* [Problem statement] Return the lines below that contain the word "Decodes".

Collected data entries
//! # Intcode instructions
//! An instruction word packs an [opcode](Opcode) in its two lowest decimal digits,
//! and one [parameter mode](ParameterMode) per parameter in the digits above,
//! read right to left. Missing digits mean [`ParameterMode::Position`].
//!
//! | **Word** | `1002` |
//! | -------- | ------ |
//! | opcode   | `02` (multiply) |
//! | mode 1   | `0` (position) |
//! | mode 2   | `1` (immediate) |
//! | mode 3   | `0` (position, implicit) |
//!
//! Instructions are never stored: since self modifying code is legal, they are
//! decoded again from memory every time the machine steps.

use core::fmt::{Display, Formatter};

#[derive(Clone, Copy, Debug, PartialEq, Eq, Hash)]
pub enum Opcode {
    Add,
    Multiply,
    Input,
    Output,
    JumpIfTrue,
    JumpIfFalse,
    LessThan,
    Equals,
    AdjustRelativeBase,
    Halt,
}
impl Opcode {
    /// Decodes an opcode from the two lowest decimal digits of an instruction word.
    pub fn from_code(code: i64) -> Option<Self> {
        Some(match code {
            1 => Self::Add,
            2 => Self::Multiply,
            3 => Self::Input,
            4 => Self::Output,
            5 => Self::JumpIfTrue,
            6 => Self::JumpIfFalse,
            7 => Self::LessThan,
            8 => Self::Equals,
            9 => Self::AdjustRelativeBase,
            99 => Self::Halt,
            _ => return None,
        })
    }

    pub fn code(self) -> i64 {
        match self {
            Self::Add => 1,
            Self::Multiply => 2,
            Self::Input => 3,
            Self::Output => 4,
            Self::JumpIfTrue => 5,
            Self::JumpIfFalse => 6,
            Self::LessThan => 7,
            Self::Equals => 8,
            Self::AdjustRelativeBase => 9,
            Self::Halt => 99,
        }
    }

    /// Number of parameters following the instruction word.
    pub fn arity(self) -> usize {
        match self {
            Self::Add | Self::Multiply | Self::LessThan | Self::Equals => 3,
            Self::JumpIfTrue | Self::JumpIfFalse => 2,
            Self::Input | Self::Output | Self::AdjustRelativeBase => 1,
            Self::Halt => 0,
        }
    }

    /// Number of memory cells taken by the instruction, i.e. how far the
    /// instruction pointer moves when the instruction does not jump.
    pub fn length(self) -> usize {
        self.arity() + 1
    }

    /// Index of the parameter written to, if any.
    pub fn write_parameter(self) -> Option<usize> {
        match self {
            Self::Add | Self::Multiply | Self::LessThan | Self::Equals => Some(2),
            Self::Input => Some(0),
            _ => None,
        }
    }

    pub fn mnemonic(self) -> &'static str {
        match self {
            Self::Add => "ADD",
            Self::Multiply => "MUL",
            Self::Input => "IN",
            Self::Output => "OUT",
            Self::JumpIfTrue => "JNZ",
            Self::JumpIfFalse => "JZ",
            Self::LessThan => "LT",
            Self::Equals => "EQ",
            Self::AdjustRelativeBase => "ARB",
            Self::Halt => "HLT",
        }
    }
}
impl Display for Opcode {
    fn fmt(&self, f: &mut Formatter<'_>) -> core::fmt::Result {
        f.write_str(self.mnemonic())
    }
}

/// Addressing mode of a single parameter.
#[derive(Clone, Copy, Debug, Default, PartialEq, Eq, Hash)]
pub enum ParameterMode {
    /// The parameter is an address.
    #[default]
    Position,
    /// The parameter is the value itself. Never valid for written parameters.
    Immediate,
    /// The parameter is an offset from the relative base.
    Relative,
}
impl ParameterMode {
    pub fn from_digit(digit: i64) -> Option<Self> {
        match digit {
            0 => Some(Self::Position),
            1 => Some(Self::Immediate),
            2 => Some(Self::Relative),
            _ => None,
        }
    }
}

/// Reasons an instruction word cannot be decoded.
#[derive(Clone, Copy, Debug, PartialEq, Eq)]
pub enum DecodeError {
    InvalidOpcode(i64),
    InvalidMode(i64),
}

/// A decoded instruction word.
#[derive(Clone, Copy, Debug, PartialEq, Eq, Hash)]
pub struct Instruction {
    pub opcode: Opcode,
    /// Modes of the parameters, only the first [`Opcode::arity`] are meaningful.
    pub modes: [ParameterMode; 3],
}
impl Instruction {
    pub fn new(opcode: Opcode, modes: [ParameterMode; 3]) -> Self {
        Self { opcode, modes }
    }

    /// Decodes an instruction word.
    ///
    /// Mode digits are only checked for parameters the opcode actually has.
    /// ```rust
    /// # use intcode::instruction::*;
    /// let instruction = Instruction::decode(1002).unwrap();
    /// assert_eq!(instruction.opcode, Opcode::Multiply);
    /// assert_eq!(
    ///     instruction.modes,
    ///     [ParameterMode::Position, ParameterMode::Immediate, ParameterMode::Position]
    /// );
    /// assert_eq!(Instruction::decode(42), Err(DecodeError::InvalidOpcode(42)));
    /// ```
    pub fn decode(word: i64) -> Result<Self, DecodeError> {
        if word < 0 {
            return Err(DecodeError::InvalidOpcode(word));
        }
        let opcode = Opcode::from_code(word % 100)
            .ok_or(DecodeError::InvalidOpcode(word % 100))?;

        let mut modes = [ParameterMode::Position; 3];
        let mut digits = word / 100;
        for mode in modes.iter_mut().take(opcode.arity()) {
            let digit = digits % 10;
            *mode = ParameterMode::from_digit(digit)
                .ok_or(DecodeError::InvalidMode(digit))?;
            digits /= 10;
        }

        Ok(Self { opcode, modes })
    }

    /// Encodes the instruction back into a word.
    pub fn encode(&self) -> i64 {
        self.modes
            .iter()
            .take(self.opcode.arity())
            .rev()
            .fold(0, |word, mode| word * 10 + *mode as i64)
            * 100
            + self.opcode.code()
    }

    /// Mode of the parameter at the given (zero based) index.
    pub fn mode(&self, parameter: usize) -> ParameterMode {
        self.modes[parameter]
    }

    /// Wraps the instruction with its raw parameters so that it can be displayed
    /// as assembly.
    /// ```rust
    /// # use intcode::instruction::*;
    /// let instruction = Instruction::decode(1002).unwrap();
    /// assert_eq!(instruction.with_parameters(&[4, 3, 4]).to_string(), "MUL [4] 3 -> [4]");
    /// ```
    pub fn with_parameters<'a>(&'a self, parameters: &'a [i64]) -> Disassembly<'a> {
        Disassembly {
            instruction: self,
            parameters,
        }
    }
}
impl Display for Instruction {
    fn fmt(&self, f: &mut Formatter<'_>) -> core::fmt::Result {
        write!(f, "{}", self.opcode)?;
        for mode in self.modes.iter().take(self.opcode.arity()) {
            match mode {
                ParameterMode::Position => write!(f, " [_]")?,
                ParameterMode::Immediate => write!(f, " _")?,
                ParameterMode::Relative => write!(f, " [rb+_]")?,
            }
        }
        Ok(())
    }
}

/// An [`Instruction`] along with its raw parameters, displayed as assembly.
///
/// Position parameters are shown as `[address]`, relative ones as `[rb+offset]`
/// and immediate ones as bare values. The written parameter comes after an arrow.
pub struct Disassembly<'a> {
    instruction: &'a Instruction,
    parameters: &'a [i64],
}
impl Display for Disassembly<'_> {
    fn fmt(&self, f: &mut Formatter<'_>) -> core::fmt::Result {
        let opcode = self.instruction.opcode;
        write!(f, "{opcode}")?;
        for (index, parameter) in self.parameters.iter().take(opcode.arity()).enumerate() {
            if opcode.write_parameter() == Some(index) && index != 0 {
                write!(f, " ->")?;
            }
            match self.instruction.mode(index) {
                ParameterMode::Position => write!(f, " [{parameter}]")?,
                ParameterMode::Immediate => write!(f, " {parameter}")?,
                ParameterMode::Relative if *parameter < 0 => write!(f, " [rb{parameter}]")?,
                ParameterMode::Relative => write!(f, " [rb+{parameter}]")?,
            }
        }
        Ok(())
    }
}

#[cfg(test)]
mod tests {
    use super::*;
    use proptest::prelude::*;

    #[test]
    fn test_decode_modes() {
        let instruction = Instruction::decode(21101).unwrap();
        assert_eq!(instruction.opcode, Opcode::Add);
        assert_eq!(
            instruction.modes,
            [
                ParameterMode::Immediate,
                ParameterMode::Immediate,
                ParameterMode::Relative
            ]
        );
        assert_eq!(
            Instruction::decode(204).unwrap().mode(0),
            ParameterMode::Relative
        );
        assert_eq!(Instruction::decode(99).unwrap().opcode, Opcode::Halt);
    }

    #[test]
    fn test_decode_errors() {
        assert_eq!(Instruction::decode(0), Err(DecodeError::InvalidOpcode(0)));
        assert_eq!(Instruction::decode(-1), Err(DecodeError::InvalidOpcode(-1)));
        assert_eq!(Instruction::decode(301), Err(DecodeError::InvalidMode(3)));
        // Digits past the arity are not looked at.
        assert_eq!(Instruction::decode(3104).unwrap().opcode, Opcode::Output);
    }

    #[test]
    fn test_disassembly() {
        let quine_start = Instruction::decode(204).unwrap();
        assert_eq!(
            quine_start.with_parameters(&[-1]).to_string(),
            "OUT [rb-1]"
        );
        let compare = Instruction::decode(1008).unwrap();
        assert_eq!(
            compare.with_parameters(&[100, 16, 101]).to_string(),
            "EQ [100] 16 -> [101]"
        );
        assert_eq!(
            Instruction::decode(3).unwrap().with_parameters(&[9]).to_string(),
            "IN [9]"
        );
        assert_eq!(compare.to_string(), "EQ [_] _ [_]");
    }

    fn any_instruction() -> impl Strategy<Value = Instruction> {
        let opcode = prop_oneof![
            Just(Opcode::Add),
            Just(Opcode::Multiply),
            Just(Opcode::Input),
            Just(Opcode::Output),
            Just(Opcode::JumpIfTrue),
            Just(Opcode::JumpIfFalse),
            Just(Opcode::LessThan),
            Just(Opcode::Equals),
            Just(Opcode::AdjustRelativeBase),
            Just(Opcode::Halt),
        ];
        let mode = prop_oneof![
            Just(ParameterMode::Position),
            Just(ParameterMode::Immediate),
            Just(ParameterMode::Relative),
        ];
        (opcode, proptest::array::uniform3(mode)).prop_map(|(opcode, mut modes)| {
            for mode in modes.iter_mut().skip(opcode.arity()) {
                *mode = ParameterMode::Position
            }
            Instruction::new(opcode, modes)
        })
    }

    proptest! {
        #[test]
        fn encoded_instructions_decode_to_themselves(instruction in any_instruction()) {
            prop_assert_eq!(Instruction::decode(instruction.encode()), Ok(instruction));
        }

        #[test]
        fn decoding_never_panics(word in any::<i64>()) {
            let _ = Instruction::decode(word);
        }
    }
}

==

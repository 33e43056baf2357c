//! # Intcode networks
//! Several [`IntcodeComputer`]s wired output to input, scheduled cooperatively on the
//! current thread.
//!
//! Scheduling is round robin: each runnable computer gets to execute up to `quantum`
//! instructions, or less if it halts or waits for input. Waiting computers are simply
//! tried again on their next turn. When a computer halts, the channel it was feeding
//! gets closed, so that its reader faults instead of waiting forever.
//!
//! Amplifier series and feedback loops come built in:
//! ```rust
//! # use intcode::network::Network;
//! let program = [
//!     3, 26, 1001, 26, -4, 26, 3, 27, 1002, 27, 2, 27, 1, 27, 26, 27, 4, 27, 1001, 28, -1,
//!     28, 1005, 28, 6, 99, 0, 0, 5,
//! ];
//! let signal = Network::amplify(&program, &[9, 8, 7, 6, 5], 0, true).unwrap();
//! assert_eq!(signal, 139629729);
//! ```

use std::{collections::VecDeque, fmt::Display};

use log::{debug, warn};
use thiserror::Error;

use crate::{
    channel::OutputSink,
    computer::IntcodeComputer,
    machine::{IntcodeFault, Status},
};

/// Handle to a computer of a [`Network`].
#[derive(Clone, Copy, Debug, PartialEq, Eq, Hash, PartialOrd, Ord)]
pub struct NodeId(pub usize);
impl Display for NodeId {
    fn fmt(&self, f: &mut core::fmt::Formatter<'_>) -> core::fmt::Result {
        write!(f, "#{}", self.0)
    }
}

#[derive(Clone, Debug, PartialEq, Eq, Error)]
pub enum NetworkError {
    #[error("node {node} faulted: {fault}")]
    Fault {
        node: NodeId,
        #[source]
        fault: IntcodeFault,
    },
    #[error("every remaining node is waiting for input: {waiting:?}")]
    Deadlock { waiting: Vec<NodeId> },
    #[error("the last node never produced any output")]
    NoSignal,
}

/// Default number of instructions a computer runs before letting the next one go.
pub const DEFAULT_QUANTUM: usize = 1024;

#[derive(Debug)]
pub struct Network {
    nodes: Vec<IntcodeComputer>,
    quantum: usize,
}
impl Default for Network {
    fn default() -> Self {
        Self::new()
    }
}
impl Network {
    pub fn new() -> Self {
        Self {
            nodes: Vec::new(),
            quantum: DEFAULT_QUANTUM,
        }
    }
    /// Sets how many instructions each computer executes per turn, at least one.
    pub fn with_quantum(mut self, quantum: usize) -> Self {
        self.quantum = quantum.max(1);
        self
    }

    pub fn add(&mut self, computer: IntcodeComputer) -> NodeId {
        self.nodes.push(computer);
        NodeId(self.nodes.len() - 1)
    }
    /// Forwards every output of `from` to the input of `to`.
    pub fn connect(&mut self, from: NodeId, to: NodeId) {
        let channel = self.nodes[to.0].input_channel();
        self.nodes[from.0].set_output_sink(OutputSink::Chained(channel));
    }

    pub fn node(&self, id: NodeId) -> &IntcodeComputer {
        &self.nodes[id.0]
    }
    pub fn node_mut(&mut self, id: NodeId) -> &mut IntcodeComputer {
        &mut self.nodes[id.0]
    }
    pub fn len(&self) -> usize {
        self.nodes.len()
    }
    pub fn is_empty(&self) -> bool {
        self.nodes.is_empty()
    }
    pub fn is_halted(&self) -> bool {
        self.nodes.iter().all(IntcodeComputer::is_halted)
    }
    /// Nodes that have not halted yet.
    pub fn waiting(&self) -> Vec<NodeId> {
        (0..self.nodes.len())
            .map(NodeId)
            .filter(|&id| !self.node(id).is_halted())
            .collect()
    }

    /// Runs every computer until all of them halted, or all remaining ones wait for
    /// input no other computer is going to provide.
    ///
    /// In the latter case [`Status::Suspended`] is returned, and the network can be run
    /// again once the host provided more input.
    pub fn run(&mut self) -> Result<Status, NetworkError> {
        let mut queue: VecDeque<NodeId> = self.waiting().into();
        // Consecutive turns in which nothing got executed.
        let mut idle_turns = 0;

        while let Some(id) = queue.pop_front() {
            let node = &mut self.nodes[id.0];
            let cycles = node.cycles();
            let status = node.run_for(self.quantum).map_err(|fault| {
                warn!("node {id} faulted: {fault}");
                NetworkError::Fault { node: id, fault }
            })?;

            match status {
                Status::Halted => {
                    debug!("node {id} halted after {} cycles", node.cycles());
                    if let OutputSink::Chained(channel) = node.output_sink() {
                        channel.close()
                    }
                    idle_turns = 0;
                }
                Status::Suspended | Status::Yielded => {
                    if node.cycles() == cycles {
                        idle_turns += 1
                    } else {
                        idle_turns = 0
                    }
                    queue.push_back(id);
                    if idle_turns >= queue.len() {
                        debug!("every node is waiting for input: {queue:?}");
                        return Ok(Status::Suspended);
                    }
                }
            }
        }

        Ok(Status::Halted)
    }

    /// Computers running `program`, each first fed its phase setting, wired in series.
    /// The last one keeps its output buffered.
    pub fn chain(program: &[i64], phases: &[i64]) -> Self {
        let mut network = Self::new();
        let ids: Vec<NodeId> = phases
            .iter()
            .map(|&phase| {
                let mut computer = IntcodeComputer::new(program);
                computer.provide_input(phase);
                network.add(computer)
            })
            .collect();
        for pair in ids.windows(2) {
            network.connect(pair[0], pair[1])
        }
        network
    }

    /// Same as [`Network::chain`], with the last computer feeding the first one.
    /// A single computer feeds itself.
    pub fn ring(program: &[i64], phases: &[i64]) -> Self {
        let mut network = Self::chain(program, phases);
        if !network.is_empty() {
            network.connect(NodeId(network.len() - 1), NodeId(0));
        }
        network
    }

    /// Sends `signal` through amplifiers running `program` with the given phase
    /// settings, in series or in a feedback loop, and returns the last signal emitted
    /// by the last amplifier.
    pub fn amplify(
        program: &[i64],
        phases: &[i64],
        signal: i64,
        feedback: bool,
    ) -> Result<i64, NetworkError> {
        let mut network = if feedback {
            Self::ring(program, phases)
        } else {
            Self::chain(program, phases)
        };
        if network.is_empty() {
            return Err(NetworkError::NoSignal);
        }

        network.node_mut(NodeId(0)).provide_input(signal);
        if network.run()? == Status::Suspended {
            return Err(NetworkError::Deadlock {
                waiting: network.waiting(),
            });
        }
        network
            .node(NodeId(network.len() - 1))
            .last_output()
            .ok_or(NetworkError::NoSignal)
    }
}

==

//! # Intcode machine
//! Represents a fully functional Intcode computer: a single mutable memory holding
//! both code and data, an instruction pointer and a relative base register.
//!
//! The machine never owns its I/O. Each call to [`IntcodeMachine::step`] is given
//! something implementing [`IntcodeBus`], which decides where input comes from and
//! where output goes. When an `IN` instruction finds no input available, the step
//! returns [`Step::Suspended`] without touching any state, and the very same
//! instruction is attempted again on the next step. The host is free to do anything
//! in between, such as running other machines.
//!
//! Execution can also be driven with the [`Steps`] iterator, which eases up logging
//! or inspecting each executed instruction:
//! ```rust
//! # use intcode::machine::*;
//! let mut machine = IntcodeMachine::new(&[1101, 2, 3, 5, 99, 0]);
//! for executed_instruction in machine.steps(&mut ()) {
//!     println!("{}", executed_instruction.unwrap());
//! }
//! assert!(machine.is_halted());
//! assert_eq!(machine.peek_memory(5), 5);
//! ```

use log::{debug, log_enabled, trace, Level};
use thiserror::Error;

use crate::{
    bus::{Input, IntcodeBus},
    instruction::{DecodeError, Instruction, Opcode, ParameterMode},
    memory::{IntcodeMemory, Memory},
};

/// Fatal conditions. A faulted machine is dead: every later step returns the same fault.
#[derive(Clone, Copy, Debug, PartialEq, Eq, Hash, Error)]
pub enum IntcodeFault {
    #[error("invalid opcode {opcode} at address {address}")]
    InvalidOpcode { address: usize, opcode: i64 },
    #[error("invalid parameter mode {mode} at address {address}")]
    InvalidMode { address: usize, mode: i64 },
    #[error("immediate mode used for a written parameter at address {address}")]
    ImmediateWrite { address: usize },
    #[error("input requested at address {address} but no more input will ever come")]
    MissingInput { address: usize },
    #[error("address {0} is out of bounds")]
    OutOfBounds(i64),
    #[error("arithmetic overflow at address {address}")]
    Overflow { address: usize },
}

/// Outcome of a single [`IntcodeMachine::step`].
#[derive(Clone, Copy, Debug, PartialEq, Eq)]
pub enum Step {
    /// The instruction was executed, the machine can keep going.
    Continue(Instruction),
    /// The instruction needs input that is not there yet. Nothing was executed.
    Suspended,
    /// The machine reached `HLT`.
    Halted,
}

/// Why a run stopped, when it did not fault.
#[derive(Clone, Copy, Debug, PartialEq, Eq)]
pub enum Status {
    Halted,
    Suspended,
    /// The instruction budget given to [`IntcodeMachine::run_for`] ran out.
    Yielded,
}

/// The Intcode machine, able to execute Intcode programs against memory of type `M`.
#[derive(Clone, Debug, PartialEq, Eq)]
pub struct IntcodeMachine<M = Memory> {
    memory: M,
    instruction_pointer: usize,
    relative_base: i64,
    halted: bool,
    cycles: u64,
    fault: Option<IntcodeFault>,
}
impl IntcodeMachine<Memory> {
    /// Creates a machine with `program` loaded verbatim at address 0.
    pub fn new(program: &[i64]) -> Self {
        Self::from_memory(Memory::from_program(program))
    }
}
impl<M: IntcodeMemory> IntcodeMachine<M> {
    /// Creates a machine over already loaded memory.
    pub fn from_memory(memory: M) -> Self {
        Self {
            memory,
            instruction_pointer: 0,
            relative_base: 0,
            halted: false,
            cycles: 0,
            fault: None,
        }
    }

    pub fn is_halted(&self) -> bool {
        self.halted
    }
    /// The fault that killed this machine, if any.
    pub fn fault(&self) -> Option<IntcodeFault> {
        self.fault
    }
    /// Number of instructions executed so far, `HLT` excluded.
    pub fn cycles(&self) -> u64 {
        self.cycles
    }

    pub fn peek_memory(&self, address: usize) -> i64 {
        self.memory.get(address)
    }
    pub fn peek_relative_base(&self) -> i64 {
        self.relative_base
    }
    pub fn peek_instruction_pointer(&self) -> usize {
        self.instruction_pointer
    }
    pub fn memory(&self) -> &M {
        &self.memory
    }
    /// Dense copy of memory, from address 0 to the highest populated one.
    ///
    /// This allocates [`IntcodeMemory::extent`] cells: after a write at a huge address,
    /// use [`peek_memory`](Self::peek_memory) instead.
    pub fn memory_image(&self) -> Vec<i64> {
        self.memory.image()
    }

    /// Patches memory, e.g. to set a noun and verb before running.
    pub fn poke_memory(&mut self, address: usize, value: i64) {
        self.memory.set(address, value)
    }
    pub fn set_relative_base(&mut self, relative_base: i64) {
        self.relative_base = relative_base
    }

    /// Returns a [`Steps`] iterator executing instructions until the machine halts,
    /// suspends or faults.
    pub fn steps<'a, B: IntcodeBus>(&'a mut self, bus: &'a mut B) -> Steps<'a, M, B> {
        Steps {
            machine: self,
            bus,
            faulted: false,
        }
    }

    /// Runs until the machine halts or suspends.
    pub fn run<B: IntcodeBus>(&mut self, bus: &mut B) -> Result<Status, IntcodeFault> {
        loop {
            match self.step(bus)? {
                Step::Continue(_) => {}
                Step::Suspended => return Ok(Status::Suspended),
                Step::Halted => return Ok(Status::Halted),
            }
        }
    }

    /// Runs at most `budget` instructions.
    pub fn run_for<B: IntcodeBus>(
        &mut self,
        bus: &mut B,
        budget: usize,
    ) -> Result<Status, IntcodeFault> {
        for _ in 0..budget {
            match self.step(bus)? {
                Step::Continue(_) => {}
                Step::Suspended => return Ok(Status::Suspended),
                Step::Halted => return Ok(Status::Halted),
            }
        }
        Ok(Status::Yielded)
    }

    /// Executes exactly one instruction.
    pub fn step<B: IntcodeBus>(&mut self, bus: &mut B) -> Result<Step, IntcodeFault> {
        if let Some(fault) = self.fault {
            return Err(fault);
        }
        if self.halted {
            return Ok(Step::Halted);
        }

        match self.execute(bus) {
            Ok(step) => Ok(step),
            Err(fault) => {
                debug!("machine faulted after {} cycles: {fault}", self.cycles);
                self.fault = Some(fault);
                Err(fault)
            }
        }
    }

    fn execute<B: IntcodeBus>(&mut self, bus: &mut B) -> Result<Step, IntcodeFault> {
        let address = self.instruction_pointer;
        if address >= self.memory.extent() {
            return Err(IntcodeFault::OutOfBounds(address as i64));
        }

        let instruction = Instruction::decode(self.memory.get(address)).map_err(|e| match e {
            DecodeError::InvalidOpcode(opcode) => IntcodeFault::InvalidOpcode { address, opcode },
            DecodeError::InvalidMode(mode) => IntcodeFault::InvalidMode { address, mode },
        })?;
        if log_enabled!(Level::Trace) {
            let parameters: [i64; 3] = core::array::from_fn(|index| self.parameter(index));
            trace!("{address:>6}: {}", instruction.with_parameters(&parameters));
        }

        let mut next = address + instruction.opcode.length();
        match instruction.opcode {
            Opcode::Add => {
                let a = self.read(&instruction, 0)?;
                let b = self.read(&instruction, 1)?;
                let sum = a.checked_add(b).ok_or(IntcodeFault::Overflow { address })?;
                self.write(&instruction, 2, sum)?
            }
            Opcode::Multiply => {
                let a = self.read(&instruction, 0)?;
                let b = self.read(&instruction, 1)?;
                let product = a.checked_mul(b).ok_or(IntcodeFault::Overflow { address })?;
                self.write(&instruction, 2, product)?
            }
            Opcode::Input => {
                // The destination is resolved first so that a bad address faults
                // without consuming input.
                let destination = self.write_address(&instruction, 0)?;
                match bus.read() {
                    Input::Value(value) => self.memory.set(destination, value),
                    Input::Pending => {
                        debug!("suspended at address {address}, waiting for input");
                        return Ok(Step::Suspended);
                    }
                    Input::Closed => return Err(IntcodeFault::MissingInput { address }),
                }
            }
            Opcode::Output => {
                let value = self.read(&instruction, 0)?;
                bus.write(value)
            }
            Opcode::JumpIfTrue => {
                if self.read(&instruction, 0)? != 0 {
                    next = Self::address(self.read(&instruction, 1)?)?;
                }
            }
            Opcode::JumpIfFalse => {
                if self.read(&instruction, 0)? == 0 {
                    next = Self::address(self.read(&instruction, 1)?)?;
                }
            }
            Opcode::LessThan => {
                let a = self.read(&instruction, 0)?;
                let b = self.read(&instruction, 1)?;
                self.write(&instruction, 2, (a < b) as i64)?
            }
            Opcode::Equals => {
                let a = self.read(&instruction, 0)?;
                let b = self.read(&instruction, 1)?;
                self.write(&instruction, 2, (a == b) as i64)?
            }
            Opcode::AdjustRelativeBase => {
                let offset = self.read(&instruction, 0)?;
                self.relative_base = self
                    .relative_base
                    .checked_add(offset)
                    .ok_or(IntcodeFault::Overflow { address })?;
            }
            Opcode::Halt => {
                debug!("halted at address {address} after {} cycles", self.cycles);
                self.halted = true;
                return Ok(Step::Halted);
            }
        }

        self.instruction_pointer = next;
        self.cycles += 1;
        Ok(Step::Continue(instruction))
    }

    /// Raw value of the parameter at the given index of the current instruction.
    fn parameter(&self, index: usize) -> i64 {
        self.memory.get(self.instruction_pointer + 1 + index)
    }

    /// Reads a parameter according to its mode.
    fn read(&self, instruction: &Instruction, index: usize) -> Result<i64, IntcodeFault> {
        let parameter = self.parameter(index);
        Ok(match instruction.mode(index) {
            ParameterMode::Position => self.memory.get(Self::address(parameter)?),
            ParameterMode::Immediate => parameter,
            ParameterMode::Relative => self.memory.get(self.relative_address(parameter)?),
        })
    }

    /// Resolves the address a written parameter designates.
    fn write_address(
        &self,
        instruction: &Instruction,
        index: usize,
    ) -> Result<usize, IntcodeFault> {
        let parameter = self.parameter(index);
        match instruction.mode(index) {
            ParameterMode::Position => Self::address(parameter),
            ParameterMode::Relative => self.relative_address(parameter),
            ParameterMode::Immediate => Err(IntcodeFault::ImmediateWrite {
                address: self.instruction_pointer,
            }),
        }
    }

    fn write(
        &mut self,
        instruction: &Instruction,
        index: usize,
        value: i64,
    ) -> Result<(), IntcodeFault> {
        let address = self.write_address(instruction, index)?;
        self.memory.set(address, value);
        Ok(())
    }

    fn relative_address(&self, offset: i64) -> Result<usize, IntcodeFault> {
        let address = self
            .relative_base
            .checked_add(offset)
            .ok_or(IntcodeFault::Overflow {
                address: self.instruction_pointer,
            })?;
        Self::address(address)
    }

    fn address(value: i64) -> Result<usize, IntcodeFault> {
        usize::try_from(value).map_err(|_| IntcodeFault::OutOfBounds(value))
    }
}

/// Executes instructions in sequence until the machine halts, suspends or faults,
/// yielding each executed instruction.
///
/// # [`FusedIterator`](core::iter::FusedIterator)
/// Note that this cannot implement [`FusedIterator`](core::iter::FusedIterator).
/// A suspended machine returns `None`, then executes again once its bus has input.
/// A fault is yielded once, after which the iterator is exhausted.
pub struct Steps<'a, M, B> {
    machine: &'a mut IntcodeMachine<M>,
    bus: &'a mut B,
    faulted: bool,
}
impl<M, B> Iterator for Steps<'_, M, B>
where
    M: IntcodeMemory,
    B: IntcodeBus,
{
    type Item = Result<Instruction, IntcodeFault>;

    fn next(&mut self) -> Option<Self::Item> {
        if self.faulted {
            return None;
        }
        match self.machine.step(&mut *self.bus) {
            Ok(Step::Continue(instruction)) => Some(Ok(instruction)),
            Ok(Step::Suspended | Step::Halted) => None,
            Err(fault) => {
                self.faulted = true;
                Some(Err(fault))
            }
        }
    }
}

* [Answer area]
    /// Decodes an opcode from the two lowest decimal digits of an instruction word.
    /// Decodes an instruction word.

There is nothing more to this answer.